── ENTRIES SHOWN ──

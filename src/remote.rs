//! Remote Steam Library
//!
//! Fetches the owned-games list from the Steam ownership API and normalizes
//! its records into catalog entries. Artwork comes from two filesystem
//! sources with defined precedence: the user-curated grid directory beats
//! the library cache for capsule, hero, and logo, while icon and header are
//! library-cache only. An NFO side-file named after the game overlays
//! descriptive metadata.

use crate::artwork::{grid_artwork, library_cache_artwork, ArtworkPaths};
use crate::catalog::{CatalogSource, GameEntry};
use crate::error::SyncError;
use crate::nfo::{read_nfo, GameMetadata};
use crate::sync::SyncObserver;
use serde::Deserialize;
use std::path::Path;

/// Default owned-games endpoint of the Steam Web API.
pub const OWNED_GAMES_ENDPOINT: &str =
    "http://api.steampowered.com/IPlayerService/GetOwnedGames/v1/";

/// One raw game record as returned by the ownership API.
#[derive(Debug, Clone, Deserialize)]
pub struct RawOwnedGame {
    pub appid: u64,
    #[serde(default)]
    pub name: Option<String>,
    #[serde(default)]
    pub rtime_last_played: Option<u64>,
}

#[derive(Debug, Deserialize)]
struct OwnedGamesEnvelope {
    response: OwnedGamesResponse,
}

#[derive(Debug, Deserialize)]
struct OwnedGamesResponse {
    games: Option<Vec<RawOwnedGame>>,
}

/// Extract the game list from a decoded API response body.
///
/// Absence of the `games` key is an upstream contract violation, not an
/// empty library.
pub fn parse_owned_games(body: serde_json::Value) -> Result<Vec<RawOwnedGame>, SyncError> {
    let envelope: OwnedGamesEnvelope = serde_json::from_value(body)
        .map_err(|e| SyncError::InvalidUpstreamResponse(e.to_string()))?;
    envelope.response.games.ok_or_else(|| {
        SyncError::InvalidUpstreamResponse("response contains no games list".to_string())
    })
}

/// Fetch the raw owned-games list for one account.
pub async fn fetch_owned_games(
    client: &reqwest::Client,
    endpoint: &str,
    owner_id: &str,
    api_key: &str,
) -> Result<Vec<RawOwnedGame>, SyncError> {
    tracing::info!(endpoint, "fetching owned games");
    let response = client
        .get(endpoint)
        .query(&[
            ("steamid", owner_id),
            ("key", api_key),
            ("format", "json"),
            ("include_appinfo", "true"),
        ])
        .send()
        .await?
        .error_for_status()?;
    let body: serde_json::Value = response.json().await?;
    parse_owned_games(body)
}

/// Artwork source directories for normalization.
#[derive(Debug, Clone, Copy, Default)]
pub struct ArtworkSources<'a> {
    /// Primary source: the Steam library cache.
    pub library_cache: Option<&'a Path>,
    /// Secondary source: the user-curated grid directory.
    pub grid: Option<&'a Path>,
}

/// Normalize raw API records into catalog entries.
///
/// The observer is polled for cancellation once per record; per-entry
/// enrichment failures (artwork probe, NFO parse) degrade that entry only.
pub fn normalize(
    raw_games: &[RawOwnedGame],
    sources: &ArtworkSources<'_>,
    nfo_dir: Option<&Path>,
    observer: &dyn SyncObserver,
) -> Result<Vec<GameEntry>, SyncError> {
    let total = raw_games.len();
    let mut entries = Vec::with_capacity(total);

    for (index, game) in raw_games.iter().enumerate() {
        if observer.is_cancelled() {
            return Err(SyncError::Cancelled);
        }

        let app_name = match &game.name {
            Some(name) if !name.is_empty() => name.clone(),
            _ => format!("Game_{}", game.appid),
        };
        let app_id = game.appid.to_string();

        let mut entry = GameEntry::new(app_id.clone(), app_name.clone(), CatalogSource::Steam);
        entry.last_play_time = game.rtime_last_played;

        let art = resolve_artwork(sources, &app_id);
        entry.capsule = art.capsule;
        entry.icon = art.icon;
        entry.logo = art.logo;
        entry.hero = art.hero;
        entry.header = art.header;

        entry.metadata = nfo_dir.and_then(|dir| metadata_overlay(dir, &app_name));

        observer.progress(
            percent(index + 1, total),
            &format!("Updating library: {} ({} of {})", app_name, index + 1, total),
        );
        entries.push(entry);
    }

    Ok(entries)
}

/// Merge the two artwork sources for one app.
///
/// Grid hits win for capsule, hero, and logo; a missing grid file keeps the
/// library-cache value. Icon and header never consult the grid.
fn resolve_artwork(sources: &ArtworkSources<'_>, app_id: &str) -> ArtworkPaths {
    let library = sources
        .library_cache
        .map(|dir| library_cache_artwork(dir, app_id))
        .unwrap_or_default();
    let grid = sources
        .grid
        .map(|dir| grid_artwork(dir, app_id))
        .unwrap_or_default();

    ArtworkPaths {
        capsule: grid.capsule.or(library.capsule),
        hero: grid.hero.or(library.hero),
        logo: grid.logo.or(library.logo),
        icon: library.icon,
        header: library.header,
    }
}

fn metadata_overlay(nfo_dir: &Path, app_name: &str) -> Option<GameMetadata> {
    let path = nfo_dir.join(format!("{app_name}.nfo"));
    if !path.is_file() {
        return None;
    }
    match read_nfo(&path) {
        Ok(metadata) => Some(metadata),
        Err(e) => {
            tracing::warn!(error = %e, "skipping metadata overlay");
            None
        }
    }
}

fn percent(done: usize, total: usize) -> u8 {
    if total == 0 {
        100
    } else {
        ((done * 100) / total) as u8
    }
}

#[cfg(test)]
mod tests {
    use super::*;
    use crate::sync::NoopObserver;
    use serde_json::json;
    use std::fs;
    use tempfile::TempDir;

    #[test]
    fn test_parse_owned_games_happy_path() {
        let body = json!({
            "response": {
                "games": [
                    {"appid": 10, "name": "Counter-Strike", "rtime_last_played": 1700000000},
                    {"appid": 70}
                ]
            }
        });
        let games = parse_owned_games(body).unwrap();
        assert_eq!(games.len(), 2);
        assert_eq!(games[0].appid, 10);
        assert_eq!(games[1].name, None);
    }

    #[test]
    fn test_parse_owned_games_missing_games_key() {
        let body = json!({"response": {}});
        let err = parse_owned_games(body).unwrap_err();
        assert!(matches!(err, SyncError::InvalidUpstreamResponse(_)));
    }

    #[test]
    fn test_name_fallback_and_last_play_time() {
        let raw = vec![RawOwnedGame {
            appid: 10,
            name: None,
            rtime_last_played: Some(1_700_000_000),
        }];
        let entries =
            normalize(&raw, &ArtworkSources::default(), None, &NoopObserver).unwrap();
        assert_eq!(entries[0].app_name, "Game_10");
        assert_eq!(entries[0].last_play_time, Some(1_700_000_000));
        assert_eq!(entries[0].source, CatalogSource::Steam);
    }

    #[test]
    fn test_grid_beats_library_cache_for_overridable_kinds() {
        let library = TempDir::new().unwrap();
        let grid = TempDir::new().unwrap();
        for name in [
            "10_header.jpg",
            "10_library_600x900.jpg",
            "10_library_hero.jpg",
            "10_logo.png",
            "10_icon.jpg",
        ] {
            fs::write(library.path().join(name), b"img").unwrap();
        }
        // Grid hit for hero only; logo falls back to the library cache.
        fs::write(grid.path().join("10_hero.png"), b"img").unwrap();

        let raw = vec![RawOwnedGame {
            appid: 10,
            name: Some("Game".into()),
            rtime_last_played: None,
        }];
        let sources = ArtworkSources {
            library_cache: Some(library.path()),
            grid: Some(grid.path()),
        };
        let entries = normalize(&raw, &sources, None, &NoopObserver).unwrap();

        assert_eq!(entries[0].hero, Some(grid.path().join("10_hero.png")));
        assert_eq!(entries[0].logo, Some(library.path().join("10_logo.png")));
        assert_eq!(
            entries[0].header,
            Some(library.path().join("10_header.jpg"))
        );
        assert_eq!(entries[0].icon, Some(library.path().join("10_icon.jpg")));
    }

    #[test]
    fn test_nfo_overlay_applied_when_present() {
        let nfo = TempDir::new().unwrap();
        fs::write(
            nfo.path().join("Portal.nfo"),
            "<game><title>Portal</title><year>2007</year></game>",
        )
        .unwrap();

        let raw = vec![RawOwnedGame {
            appid: 400,
            name: Some("Portal".into()),
            rtime_last_played: None,
        }];
        let entries = normalize(
            &raw,
            &ArtworkSources::default(),
            Some(nfo.path()),
            &NoopObserver,
        )
        .unwrap();
        let metadata = entries[0].metadata.as_ref().unwrap();
        assert_eq!(metadata.title, "Portal");
        assert_eq!(metadata.year, "2007");
    }

    #[test]
    fn test_malformed_nfo_degrades_entry_only() {
        let nfo = TempDir::new().unwrap();
        fs::write(nfo.path().join("Broken.nfo"), "<game><title>").unwrap();

        let raw = vec![RawOwnedGame {
            appid: 1,
            name: Some("Broken".into()),
            rtime_last_played: None,
        }];
        let entries = normalize(
            &raw,
            &ArtworkSources::default(),
            Some(nfo.path()),
            &NoopObserver,
        )
        .unwrap();
        assert_eq!(entries.len(), 1);
        assert!(entries[0].metadata.is_none());
    }
}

───

Output only the number of lines above holding "capsule".

— OUTPUT BELOW —
4